YOUR GOAL: Your reply should be only the number of lines in the records that contain the word "else".

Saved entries
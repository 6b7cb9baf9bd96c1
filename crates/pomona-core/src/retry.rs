//! Exponential backoff with jitter for transient failures.

use std::future::Future;
use std::time::Duration;

use crate::error::AppError;
use crate::metrics::{MetricsSink, names};

/// Backoff parameters for retried operations.
#[derive(Debug, Clone, PartialEq)]
pub struct RetryPolicy {
    /// Delay after the first failed attempt.
    pub initial_delay: Duration,
    /// Upper bound for any single delay, jitter included.
    pub max_delay: Duration,
    /// Total attempts, first one included.
    pub max_attempts: u32,
    /// Jitter as a fraction of the current delay, drawn uniformly from `[0, ratio]`.
    pub jitter_ratio: f64,
}

impl Default for RetryPolicy {
    fn default() -> Self {
        Self {
            initial_delay: Duration::from_secs(2),
            max_delay: Duration::from_secs(60),
            max_attempts: 5,
            jitter_ratio: 0.1,
        }
    }
}

impl RetryPolicy {
    pub fn with_initial_delay(mut self, delay: Duration) -> Self {
        self.initial_delay = delay;
        self
    }

    pub fn with_max_delay(mut self, delay: Duration) -> Self {
        self.max_delay = delay;
        self
    }

    pub fn with_max_attempts(mut self, attempts: u32) -> Self {
        self.max_attempts = attempts.max(1);
        self
    }

    /// Delay after failed attempt `attempt` (1-based), before jitter.
    ///
    /// `initial * 2^(attempt-1)`, capped at `max_delay`.
    pub fn base_delay(&self, attempt: u32) -> Duration {
        let exponent = attempt.saturating_sub(1).min(31);
        self.initial_delay
            .saturating_mul(1u32 << exponent)
            .min(self.max_delay)
    }

    /// Delay with jitter for a given unit sample in `[0, 1]`.
    pub fn delay_with_jitter(&self, attempt: u32, unit: f64) -> Duration {
        let base = self.base_delay(attempt);
        let jitter = base.mul_f64(self.jitter_ratio.max(0.0) * unit.clamp(0.0, 1.0));
        (base + jitter).min(self.max_delay)
    }

    /// Delay with random jitter after failed attempt `attempt`.
    pub fn delay_for_attempt(&self, attempt: u32) -> Duration {
        self.delay_with_jitter(attempt, rand::random::<f64>())
    }
}

/// Runs `operation` until it succeeds, fails with a non-retryable error, or
/// the attempt budget runs out.
///
/// The closure receives the 1-based attempt number. When transient failures
/// exhaust the budget the last one is wrapped in [`AppError::RetriesExhausted`].
pub async fn retry_with_backoff<T, F, Fut>(
    policy: &RetryPolicy,
    metrics: &dyn MetricsSink,
    operation_name: &str,
    mut operation: F,
) -> Result<T, AppError>
where
    F: FnMut(u32) -> Fut,
    Fut: Future<Output = Result<T, AppError>>,
{
    let max_attempts = policy.max_attempts.max(1);
    let mut attempt = 1;

    loop {
        metrics.increment(names::FETCH_ATTEMPTS, 1);
        match operation(attempt).await {
            Ok(value) => return Ok(value),
            Err(e) if e.is_retryable() && attempt < max_attempts => {
                let delay = policy.delay_for_attempt(attempt);
                tracing::warn!(
                    operation = operation_name,
                    attempt,
                    max_attempts,
                    delay_ms = delay.as_millis() as u64,
                    error = %e,
                    "Transient failure, retrying"
                );
                metrics.increment(names::FETCH_RETRIES, 1);
                tokio::time::sleep(delay).await;
                attempt += 1;
            }
            Err(e) if e.is_retryable() => {
                tracing::warn!(
                    operation = operation_name,
                    attempts = attempt,
                    error = %e,
                    "Giving up after transient failures"
                );
                return Err(AppError::RetriesExhausted {
                    attempts: attempt,
                    last: Box::new(e),
                });
            }
            Err(e) => return Err(e),
        }
    }
}
//! Client for statistical indicator catalogs served as XML over HTTP.
//!
//! A source exposes three documents: the full catalog, a per-item detail
//! view (the catalog URL plus `varcd=<id>`), and an optional id list of
//! high-value indicators.

use std::sync::Arc;

use pomona_core::error::AppError;
use pomona_core::extract::read_id_list;
use pomona_core::metrics::MetricsSink;
use pomona_core::traits::{CatalogClient, CatalogClientFactory};
use pomona_core::{EnrichmentSet, HttpConfig, ScratchDocument, SourceEntry};
use reqwest::Url;

use crate::fetch::HttpFetcher;

/// Catalog client for one configured source.
///
/// # Examples
///
/// ```
/// use pomona_client::{HttpFetcher, IndicatorClient};
/// use pomona_core::{HttpConfig, SourceEntry};
///
/// let fetcher = HttpFetcher::new(HttpConfig::default()).unwrap();
/// let source = SourceEntry::new("ine", "https://www.ine.pt/ine/xml_indic.jsp?opc=3");
/// let client = IndicatorClient::new(fetcher, &source).unwrap();
///
/// let url = client.detail_url("0008074");
/// assert_eq!(url.as_str(), "https://www.ine.pt/ine/xml_indic.jsp?opc=3&lang=PT&varcd=0008074");
/// ```
#[derive(Clone)]
pub struct IndicatorClient {
    fetcher: HttpFetcher,
    catalog_url: Url,
    enrichment_url: Option<Url>,
    detail_language: String,
}

impl IndicatorClient {
    /// Creates a client for `source`.
    ///
    /// # Errors
    ///
    /// Returns `AppError::InvalidUrl` if the catalog or enrichment URL does not parse.
    pub fn new(fetcher: HttpFetcher, source: &SourceEntry) -> Result<Self, AppError> {
        let catalog_url = parse_url(&source.url)?;
        let enrichment_url = source.enrichment_url.as_deref().map(parse_url).transpose()?;

        Ok(Self {
            fetcher,
            catalog_url,
            enrichment_url,
            detail_language: source.detail_language.clone(),
        })
    }

    pub fn catalog_url(&self) -> &Url {
        &self.catalog_url
    }

    /// Detail URL for one indicator.
    ///
    /// Keeps the catalog's query, adds `lang` when absent and sets `varcd`.
    pub fn detail_url(&self, remote_id: &str) -> Url {
        let mut url = self.catalog_url.clone();
        let mut has_lang = false;
        let pairs: Vec<(String, String)> = url
            .query_pairs()
            .filter(|(key, _)| key != "varcd")
            .inspect(|(key, value)| has_lang |= key == "lang" && !value.is_empty())
            .map(|(key, value)| (key.into_owned(), value.into_owned()))
            .collect();

        {
            let mut query = url.query_pairs_mut();
            query.clear();
            for (key, value) in &pairs {
                if key == "lang" && value.is_empty() {
                    continue;
                }
                query.append_pair(key, value);
            }
            if !has_lang {
                query.append_pair("lang", &self.detail_language);
            }
            query.append_pair("varcd", remote_id);
        }
        url
    }
}

fn parse_url(raw: &str) -> Result<Url, AppError> {
    Url::parse(raw.trim()).map_err(|_| AppError::InvalidUrl(raw.to_string()))
}

impl CatalogClient for IndicatorClient {
    async fn download_catalog(&self) -> Result<ScratchDocument, AppError> {
        let document = self.fetcher.download_to_scratch(&self.catalog_url).await?;
        if document.is_empty() {
            return Err(AppError::EmptyResponse);
        }
        Ok(document)
    }

    async fn fetch_detail(&self, remote_id: &str) -> Result<Vec<u8>, AppError> {
        self.fetcher.fetch_bytes(&self.detail_url(remote_id)).await
    }

    async fn fetch_enrichment(&self) -> Result<Option<EnrichmentSet>, AppError> {
        let Some(url) = &self.enrichment_url else {
            return Ok(None);
        };
        let body = self.fetcher.fetch_bytes(url).await?;
        let ids = read_id_list(body.as_slice())?;
        tracing::debug!(url = %url, count = ids.len(), "Enrichment list fetched");
        Ok(Some(ids))
    }
}

/// Factory for creating [`IndicatorClient`]s that share one HTTP client.
#[derive(Clone)]
pub struct IndicatorClientFactory {
    fetcher: HttpFetcher,
}

impl IndicatorClientFactory {
    pub fn new(config: HttpConfig) -> Result<Self, AppError> {
        Ok(Self {
            fetcher: HttpFetcher::new(config)?,
        })
    }

    pub fn with_metrics(mut self, metrics: Arc<dyn MetricsSink>) -> Self {
        self.fetcher = self.fetcher.with_metrics(metrics);
        self
    }
}

impl CatalogClientFactory for IndicatorClientFactory {
    type Client = IndicatorClient;

    fn create(&self, source: &SourceEntry) -> Result<Self::Client, AppError> {
        IndicatorClient::new(self.fetcher.clone(), source)
    }
}
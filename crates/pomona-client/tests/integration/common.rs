//! Scripted HTTP server for fetcher tests.

use std::net::SocketAddr;
use std::sync::Arc;
use std::sync::atomic::{AtomicUsize, Ordering};
use std::sync::Mutex;
use std::time::Duration;

use pomona_core::{HttpConfig, RetryPolicy};
use reqwest::Url;
use tokio::io::{AsyncReadExt, AsyncWriteExt};
use tokio::net::{TcpListener, TcpStream};
use tokio::task::JoinHandle;

/// What the server sends back on one connection.
#[derive(Debug, Clone)]
pub enum Reply {
    Ok(Vec<u8>),
    Status(u16),
    /// Declares `declared` bytes, sends `body`, then closes the connection.
    Truncated { declared: usize, body: Vec<u8> },
    /// Sends headers and then nothing.
    Stall,
}

/// HTTP server answering connection `n` with reply `n`; the last reply repeats.
pub struct TestServer {
    addr: SocketAddr,
    connections: Arc<AtomicUsize>,
    requests: Arc<Mutex<Vec<String>>>,
    handle: JoinHandle<()>,
}

impl TestServer {
    pub async fn start(replies: Vec<Reply>) -> Self {
        assert!(!replies.is_empty());
        let listener = TcpListener::bind("127.0.0.1:0").await.unwrap();
        let addr = listener.local_addr().unwrap();
        let connections = Arc::new(AtomicUsize::new(0));
        let requests = Arc::new(Mutex::new(Vec::new()));

        let counter = connections.clone();
        let request_log = requests.clone();
        let replies = Arc::new(replies);
        let handle = tokio::spawn(async move {
            while let Ok((socket, _)) = listener.accept().await {
                let n = counter.fetch_add(1, Ordering::SeqCst);
                let reply = replies[n.min(replies.len() - 1)].clone();
                let request_log = request_log.clone();
                tokio::spawn(async move {
                    serve(socket, reply, request_log).await;
                });
            }
        });

        Self {
            addr,
            connections,
            requests,
            handle,
        }
    }

    pub fn url(&self, path: &str) -> Url {
        format!("http://{}{}", self.addr, path).parse().unwrap()
    }

    pub fn connections(&self) -> usize {
        self.connections.load(Ordering::SeqCst)
    }

    /// Request lines (`GET /path?query HTTP/1.1`) in arrival order.
    pub fn request_lines(&self) -> Vec<String> {
        self.requests.lock().unwrap().clone()
    }
}

impl Drop for TestServer {
    fn drop(&mut self) {
        self.handle.abort();
    }
}

async fn serve(mut socket: TcpStream, reply: Reply, requests: Arc<Mutex<Vec<String>>>) {
    let mut buf = Vec::new();
    let mut chunk = [0u8; 1024];
    while !buf.windows(4).any(|w| w == b"\r\n\r\n") {
        match socket.read(&mut chunk).await {
            Ok(0) | Err(_) => return,
            Ok(n) => buf.extend_from_slice(&chunk[..n]),
        }
    }
    let head = String::from_utf8_lossy(&buf);
    if let Some(line) = head.lines().next() {
        requests.lock().unwrap().push(line.to_string());
    }

    let response = match &reply {
        Reply::Ok(body) => [header(200, body.len()), body.clone()].concat(),
        Reply::Status(status) => header(*status, 0),
        Reply::Truncated { declared, body } => [header(200, *declared), body.clone()].concat(),
        Reply::Stall => header(200, 100),
    };
    if socket.write_all(&response).await.is_err() {
        return;
    }
    let _ = socket.flush().await;

    if matches!(reply, Reply::Stall) {
        tokio::time::sleep(Duration::from_secs(30)).await;
    }
}

fn header(status: u16, content_length: usize) -> Vec<u8> {
    format!(
        "HTTP/1.1 {status} Test\r\nContent-Type: application/xml\r\nContent-Length: {content_length}\r\nConnection: close\r\n\r\n"
    )
    .into_bytes()
}

/// Config with millisecond backoff so retry tests stay fast.
pub fn fast_config(max_attempts: u32) -> HttpConfig {
    HttpConfig::default()
        .with_read_timeout(Duration::from_millis(500))
        .with_retry(
            RetryPolicy::default()
                .with_initial_delay(Duration::from_millis(10))
                .with_max_delay(Duration::from_millis(50))
                .with_max_attempts(max_attempts),
        )
}

pub fn catalog_body() -> Vec<u8> {
    br#"<?xml version="1.0" encoding="UTF-8"?>
<catalog>
  <language>PT</language>
  <indicator id="0008074">
    <title>Taxa de desemprego</title>
    <keywords>Emprego</keywords>
  </indicator>
</catalog>"#
        .to_vec()
}
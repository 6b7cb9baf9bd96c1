//! Table definitions.

use pomona_core::error::AppError;
use sqlx::PgPool;

/// Statements creating the schema. Each one is executed separately.
pub const SCHEMA: &[&str] = &[
    r#"CREATE TABLE IF NOT EXISTS datasets (
        id UUID PRIMARY KEY DEFAULT gen_random_uuid(),
        source VARCHAR NOT NULL,
        remote_id VARCHAR NOT NULL,
        title TEXT NOT NULL,
        description TEXT NOT NULL DEFAULT '',
        tags TEXT[] NOT NULL DEFAULT '{}',
        resources JSONB NOT NULL DEFAULT '[]'::jsonb,
        frequency VARCHAR NOT NULL DEFAULT 'unknown',
        license VARCHAR,
        extras JSONB NOT NULL DEFAULT '{}'::jsonb,
        last_modified TIMESTAMPTZ,
        first_seen_at TIMESTAMPTZ NOT NULL DEFAULT NOW(),
        last_updated_at TIMESTAMPTZ NOT NULL DEFAULT NOW(),
        CONSTRAINT uk_datasets_source_remote_id UNIQUE (source, remote_id),
        CONSTRAINT ck_datasets_title_not_empty CHECK (length(btrim(title)) > 0),
        CONSTRAINT ck_datasets_remote_id_not_empty CHECK (length(btrim(remote_id)) > 0)
    )"#,
    r#"CREATE TABLE IF NOT EXISTS harvest_jobs (
        id UUID PRIMARY KEY,
        source VARCHAR NOT NULL,
        source_url VARCHAR NOT NULL,
        status VARCHAR NOT NULL,
        created_at TIMESTAMPTZ NOT NULL,
        started_at TIMESTAMPTZ,
        ended_at TIMESTAMPTZ,
        items JSONB NOT NULL DEFAULT '[]'::jsonb,
        errors JSONB NOT NULL DEFAULT '[]'::jsonb,
        stats JSONB NOT NULL DEFAULT '{}'::jsonb,
        updated_at TIMESTAMPTZ NOT NULL DEFAULT NOW()
    )"#,
    "CREATE INDEX IF NOT EXISTS idx_harvest_jobs_source_created ON harvest_jobs(source, created_at DESC)",
];

/// Creates missing tables and indexes. Safe to run repeatedly.
pub async fn ensure_schema(pool: &PgPool) -> Result<(), AppError> {
    for statement in SCHEMA {
        sqlx::query(statement).execute(pool).await?;
    }
    tracing::debug!(statements = SCHEMA.len(), "Schema ensured");
    Ok(())
}
// =============================================================================
// Item tasks
// =============================================================================

/// Spawns one task per work unit, at most `workers` at a time.
///
/// Runs on its own task so item work keeps going while the coordinator
/// writes. A finished task holds its permit until its result is accepted.
async fn dispatch_items<S, C, X>(
    first: WorkUnit,
    mut units: mpsc::Receiver<Discovery>,
    worker: Arc<ItemWorker<S, C, X>>,
    workers: usize,
    done: mpsc::Sender<Completion>,
    cancel_token: CancellationToken,
) where
    S: RecordStore,
    C: CatalogClient,
    X: ExecutionContext,
{
    let permits = Arc::new(Semaphore::new(workers));
    let mut tasks = JoinSet::new();
    let mut next = Some(Discovery::Unit(first));

    loop {
        let discovery = match next.take() {
            Some(discovery) => discovery,
            None => match units.recv().await {
                Some(discovery) => discovery,
                None => break,
            },
        };

        let Ok(permit) = Arc::clone(&permits).acquire_owned().await else {
            break;
        };
        if cancel_token.is_cancelled() {
            break;
        }

        match discovery {
            Discovery::Unit(unit) => {
                let worker = Arc::clone(&worker);
                let done = done.clone();
                tasks.spawn(async move {
                    let (item, outcome) = worker.process_unit(unit).await;
                    let _ = done.send(Completion::Item(item, outcome)).await;
                    drop(permit);
                });
            }
            Discovery::Failed(e) => {
                drop(permit);
                let _ = done.send(Completion::JobError(e)).await;
            }
        }

        while let Some(joined) = tasks.try_join_next() {
            if let Err(e) = joined {
                let _ = done.send(task_failure(e)).await;
            }
        }
    }

    // Stops the reader when the loop ended early.
    drop(units);
    while let Some(joined) = tasks.join_next().await {
        if let Err(e) = joined {
            let _ = done.send(task_failure(e)).await;
        }
    }
}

RESPONSE FOR THIS EXERCISE: 2